_Data supplied_:
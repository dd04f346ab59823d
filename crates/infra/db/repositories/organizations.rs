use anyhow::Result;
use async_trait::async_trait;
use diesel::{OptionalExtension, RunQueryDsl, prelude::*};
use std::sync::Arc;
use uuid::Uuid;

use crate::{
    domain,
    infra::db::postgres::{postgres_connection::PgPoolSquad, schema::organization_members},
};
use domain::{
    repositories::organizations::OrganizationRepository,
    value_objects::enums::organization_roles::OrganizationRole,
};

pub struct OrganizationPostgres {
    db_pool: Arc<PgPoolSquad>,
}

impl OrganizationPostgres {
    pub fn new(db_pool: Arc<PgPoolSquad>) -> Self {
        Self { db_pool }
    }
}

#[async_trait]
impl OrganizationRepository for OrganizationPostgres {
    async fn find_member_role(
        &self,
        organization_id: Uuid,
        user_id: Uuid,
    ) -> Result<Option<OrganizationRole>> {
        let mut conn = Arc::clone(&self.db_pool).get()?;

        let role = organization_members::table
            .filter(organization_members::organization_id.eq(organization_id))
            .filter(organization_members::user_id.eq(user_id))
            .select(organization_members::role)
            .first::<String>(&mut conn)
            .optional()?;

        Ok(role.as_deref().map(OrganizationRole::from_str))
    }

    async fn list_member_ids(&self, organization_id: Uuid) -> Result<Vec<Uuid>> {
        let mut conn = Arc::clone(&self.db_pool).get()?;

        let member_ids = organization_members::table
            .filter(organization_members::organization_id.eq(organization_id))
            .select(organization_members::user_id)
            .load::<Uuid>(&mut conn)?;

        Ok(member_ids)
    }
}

_Exercise instructions_:
For each line in the records that contains the word "OrganizationRepository", make a copy.

_Answer space_:
    repositories::organizations::OrganizationRepository,
impl OrganizationRepository for OrganizationPostgres {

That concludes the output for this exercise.